2. Does Philips need partners to succeed? What are the challenges in the Philips/Salesfoce relationship?
Success of the HealthSuite Digital Platform (HSDP) is directly connected with forming effective partnership relations with several companies. HSDP was built as an open-end platform to encourage third-party developers to design and implement consumer-facing apps. Salesforce, the world largest CRM and cloud service provider was involved in HSDP launch as a partner offering customized solutions to hospitals and other healthcare organizations. Such partnership has saved Philips substantial amount of resources in customizing HSDP. The challenge in this relationship is to synchronize the efforts of two world leading companies and to make sure the efforts are not duplicated.
Philips also used services of Amazon Web Services and Pivotal as cloud infrastructure providers. The amount of data that is expected to be stored for HSDP is the main reason why such providers were needed. Their infrastructure and raw data storage capabilities allowed Philips to control its cost for the project.

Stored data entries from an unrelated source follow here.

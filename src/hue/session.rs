//! Shared bridge session with lazy, single-flight initialization.
//!
//! Every consumer obtains the gateway through [`HueSession::ready`]. The first
//! call checks reachability and authentication; callers arriving while that
//! check is in flight wait for its outcome instead of starting their own.

use super::{BridgeInfo, SensorGateway};
use crate::error::{DeltaError, Result};
use log::{error, info};
use parking_lot::RwLock;
use std::sync::Arc;
use std::sync::atomic::{AtomicU64, Ordering};
use tokio::sync::Mutex;

/// Lifecycle of the bridge session.
#[derive(Debug, Clone, Copy, PartialEq, Eq)]
pub enum SessionState {
    Uninitialized,
    Authenticating,
    Ready,
    /// Last attempt failed; the next `ready()` call starts a new one.
    Failed,
}

pub struct HueSession {
    gateway: Arc<dyn SensorGateway>,
    state: RwLock<SessionState>,
    bridge: RwLock<Option<BridgeInfo>>,
    /// Held for the whole duration of an initialization attempt
    init_lock: Mutex<()>,
    /// Number of finished initialization attempts
    attempts: AtomicU64,
}

impl HueSession {
    pub fn new(gateway: Arc<dyn SensorGateway>) -> Self {
        Self {
            gateway,
            state: RwLock::new(SessionState::Uninitialized),
            bridge: RwLock::new(None),
            init_lock: Mutex::new(()),
            attempts: AtomicU64::new(0),
        }
    }

    pub fn state(&self) -> SessionState {
        *self.state.read()
    }

    /// Identity of the bridge, once the session is ready.
    pub fn bridge(&self) -> Option<BridgeInfo> {
        self.bridge.read().clone()
    }

    /// Get the gateway, initializing the session first if needed.
    pub async fn ready(&self) -> Result<Arc<dyn SensorGateway>> {
        if self.state() == SessionState::Ready {
            return Ok(self.gateway.clone());
        }

        let seen_attempts = self.attempts.load(Ordering::SeqCst);
        let _guard = self.init_lock.lock().await;

        // Someone else ran an attempt while we were waiting; share its outcome
        if self.attempts.load(Ordering::SeqCst) != seen_attempts {
            return match self.state() {
                SessionState::Ready => Ok(self.gateway.clone()),
                _ => Err(DeltaError::GatewayUnavailable(
                    "bridge session initialization failed".to_string(),
                )),
            };
        }
        if self.state() == SessionState::Ready {
            return Ok(self.gateway.clone());
        }

        *self.state.write() = SessionState::Authenticating;
        info!("[Hue] Connecting to bridge");

        let outcome = self.gateway.check_reachable().await;
        self.attempts.fetch_add(1, Ordering::SeqCst);

        match outcome {
            Ok(bridge) => {
                info!(
                    "[Hue] Connected to '{}' (bridge id {}, API {})",
                    bridge.name, bridge.bridge_id, bridge.api_version
                );
                *self.bridge.write() = Some(bridge);
                *self.state.write() = SessionState::Ready;
                Ok(self.gateway.clone())
            }
            Err(e) => {
                error!("[Hue] Failed to initialize bridge session: {}", e);
                *self.state.write() = SessionState::Failed;
                Err(e)
            }
        }
    }
}

#[cfg(test)]
mod tests {
    use super::*;
    use crate::testing::ScriptedGateway;
    use tokio_test::{assert_err, assert_ok};

    #[tokio::test]
    async fn test_ready_initializes_once() {
        let gateway = Arc::new(ScriptedGateway::new());
        let session = HueSession::new(gateway.clone());
        assert_eq!(session.state(), SessionState::Uninitialized);

        assert_ok!(session.ready().await);
        assert_ok!(session.ready().await);

        assert_eq!(session.state(), SessionState::Ready);
        assert_eq!(gateway.check_calls.load(Ordering::SeqCst), 1);
        assert_eq!(session.bridge().unwrap().name, "Scripted bridge");
    }

    #[tokio::test]
    async fn test_concurrent_callers_share_one_attempt() {
        let gateway = Arc::new(ScriptedGateway::new());
        let session = Arc::new(HueSession::new(gateway.clone()));

        let (a, b, c) = tokio::join!(session.ready(), session.ready(), session.ready());
        assert_ok!(a);
        assert_ok!(b);
        assert_ok!(c);
        assert_eq!(gateway.check_calls.load(Ordering::SeqCst), 1);
    }

    #[tokio::test]
    async fn test_concurrent_callers_share_failure() {
        let gateway = Arc::new(ScriptedGateway::new());
        gateway.set_reachable(false);
        let session = HueSession::new(gateway.clone());

        let (a, b) = tokio::join!(session.ready(), session.ready());
        assert_err!(a.map(|_| ()));
        assert_err!(b.map(|_| ()));
        assert_eq!(gateway.check_calls.load(Ordering::SeqCst), 1);
        assert_eq!(session.state(), SessionState::Failed);
    }

    #[tokio::test]
    async fn test_failed_session_retries_on_next_call() {
        let gateway = Arc::new(ScriptedGateway::new());
        gateway.set_reachable(false);
        let session = HueSession::new(gateway.clone());

        let err = assert_err!(session.ready().await.map(|_| ()));
        assert!(matches!(err, DeltaError::GatewayUnavailable(_)));
        assert!(session.bridge().is_none());

        gateway.set_reachable(true);
        assert_ok!(session.ready().await);
        assert_eq!(session.state(), SessionState::Ready);
        assert_eq!(gateway.check_calls.load(Ordering::SeqCst), 2);
    }
}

3. Can Philips lead in integrating patient data from multiple sources? Why and why not?
Philips has designed and built HSDP to be an open-end system that can collect and store data from multiple sources. The whole idea behind the platform is that by collecting, sorting and delivering necessary information to various users in the health care chain, it can save costs to the hospitals on one hand, and dramatically improve the quality of the service to the patients on the other hand. This goal should be achieved by constantly monitoring the condition of the patients with chronic conditions and prevent crisis situations and readmissions by predicting them as far as one week ahead of the crisis. Various new apps designed to improve healthcare conditions in the future should be easily integrated in the HSDP because it’s a platform that is open for third-party developers. Such flexibility is one of the major advantages of the system. At the same time, the closed IT systems that some hospitals purchased from Philips’ competitors such as GE and Siemens may have interface problems with HSDP.

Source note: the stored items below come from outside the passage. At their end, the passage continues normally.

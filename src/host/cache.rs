//! File-backed accessory cache.
//!
//! Keeps registered accessories in a JSON file so a restart restores them
//! (with their last delta) instead of creating new ones.

use super::{AccessoryHost, AccessoryRecord, DeviceHandle, ValueReader};
use crate::error::{DeltaError, Result};
use chrono::Utc;
use log::{error, info, warn};
use parking_lot::RwLock;
use serde::{Deserialize, Serialize};
use std::collections::{BTreeMap, HashMap};
use std::fs;
use std::path::{Path, PathBuf};
use std::sync::Arc;
use uuid::Uuid;

/// On-disk layout
#[derive(Debug, Default, Serialize, Deserialize)]
struct CacheFile {
    accessories: Vec<AccessoryRecord>,
}

impl CacheFile {
    fn load(path: &Path) -> Self {
        match fs::read(path) {
            Ok(bytes) => match serde_json::from_slice::<CacheFile>(&bytes) {
                Ok(file) => {
                    info!(
                        "[Cache] Loaded {} accessories from {:?}",
                        file.accessories.len(),
                        path
                    );
                    file
                }
                Err(e) => {
                    warn!("[Cache] Failed to parse accessory cache: {}", e);
                    Self::default()
                }
            },
            Err(e) if e.kind() == std::io::ErrorKind::NotFound => {
                info!("[Cache] No accessory cache found (first run)");
                Self::default()
            }
            Err(e) => {
                error!("[Cache] Failed to read accessory cache: {}", e);
                Self::default()
            }
        }
    }
}

struct CacheState {
    path: Option<PathBuf>,
    records: RwLock<BTreeMap<Uuid, AccessoryRecord>>,
    readers: RwLock<HashMap<Uuid, ValueReader>>,
}

/// Accessory host backed by a JSON file (or by nothing, see [`in_memory`]).
///
/// [`in_memory`]: AccessoryCache::in_memory
#[derive(Clone)]
pub struct AccessoryCache {
    state: Arc<CacheState>,
}

impl AccessoryCache {
    /// Load the cache at `path`. A missing or unreadable file starts empty.
    pub fn load(path: PathBuf) -> Self {
        let file = CacheFile::load(&path);
        Self::with_records(Some(path), file.accessories)
    }

    /// A cache that never touches the filesystem.
    pub fn in_memory() -> Self {
        Self::with_records(None, Vec::new())
    }

    fn with_records(path: Option<PathBuf>, accessories: Vec<AccessoryRecord>) -> Self {
        let records = accessories
            .into_iter()
            .map(|record| (record.uuid, record))
            .collect();
        Self {
            state: Arc::new(CacheState {
                path,
                records: RwLock::new(records),
                readers: RwLock::new(HashMap::new()),
            }),
        }
    }

    /// Write every accessory, including the latest deltas, to disk.
    ///
    /// Blocking write. The file holds one small record per configured delta;
    /// move this to `spawn_blocking` if it ever grows beyond that.
    pub fn save(&self) -> Result<()> {
        let Some(path) = &self.state.path else {
            return Ok(());
        };
        if let Some(parent) = path.parent() {
            fs::create_dir_all(parent)?;
        }
        let file = CacheFile {
            accessories: self.accessories(),
        };
        fs::write(path, serde_json::to_vec_pretty(&file)?)?;
        info!(
            "[Cache] Saved {} accessories to {:?}",
            file.accessories.len(),
            path
        );
        Ok(())
    }

    pub fn accessories(&self) -> Vec<AccessoryRecord> {
        self.state.records.read().values().cloned().collect()
    }

    /// Ask a device for its current value, the way the host does on demand.
    pub fn read_value(&self, uuid: &Uuid) -> Option<i32> {
        let reader = self.state.readers.read().get(uuid).cloned()?;
        Some(reader())
    }

    /// Structural changes are written straight away; a failed write only
    /// costs the restore on the next start.
    fn persist(&self) {
        if let Err(e) = self.save() {
            warn!("[Cache] Failed to save accessory cache: {}", e);
        }
    }

    fn handle(&self, uuid: Uuid) -> Arc<dyn DeviceHandle> {
        Arc::new(CachedDevice {
            cache: self.clone(),
            uuid,
        })
    }
}

impl AccessoryHost for AccessoryCache {
    fn cached_accessories(&self) -> Vec<AccessoryRecord> {
        self.accessories()
    }

    fn register_device(&self, record: AccessoryRecord) -> Result<Arc<dyn DeviceHandle>> {
        let uuid = record.uuid;
        {
            let mut records = self.state.records.write();
            if records.contains_key(&uuid) {
                return Err(DeltaError::Configuration(format!(
                    "accessory {} is already registered",
                    uuid
                )));
            }
            records.insert(uuid, record);
        }
        self.persist();
        Ok(self.handle(uuid))
    }

    fn restore_device(&self, record: AccessoryRecord) -> Result<Arc<dyn DeviceHandle>> {
        let uuid = record.uuid;
        {
            let mut records = self.state.records.write();
            let Some(existing) = records.get_mut(&uuid) else {
                return Err(DeltaError::Configuration(format!(
                    "accessory {} is not in the cache",
                    uuid
                )));
            };
            *existing = record;
        }
        self.persist();
        Ok(self.handle(uuid))
    }

    fn unregister_device(&self, uuid: &Uuid) -> Result<()> {
        let removed = self.state.records.write().remove(uuid);
        self.state.readers.write().remove(uuid);
        if removed.is_some() {
            self.persist();
        }
        Ok(())
    }
}

struct CachedDevice {
    cache: AccessoryCache,
    uuid: Uuid,
}

impl DeviceHandle for CachedDevice {
    fn set_value(&self, delta: i32) {
        if let Some(record) = self.cache.state.records.write().get_mut(&self.uuid) {
            record.context.delta = delta;
            record.context.updated_at = Some(Utc::now());
        }
    }

    fn on_value_requested(&self, reader: ValueReader) {
        self.cache.state.readers.write().insert(self.uuid, reader);
    }
}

4. Which other players might challenge for this role?
There are several competitors that challenge Philips in the healthcare market. GE has approximately 30 percent of the market. EMR providers such as Epic and Cerner can also pose a threat to Philips’ ambitions in the healthcare IT market. GE has developed the Industrial Internet platform that collects data from all of the GE products worldwide. However, the platform is not designed for the consumer-facing products and therefore has a disadvantage compared to HSDP. EMR providers have stored a lot of data that is used by many hospitals, but it is not as user-friendly and open-ended as Philips’ product.
Overall, Philips has a competitive advantage over completion in deep understanding of the hospitals needs and major hospital business processes. It also offers a much more advanced, modern and adaptable platform that is connected with various types of medical equipment produced and sold by Philips.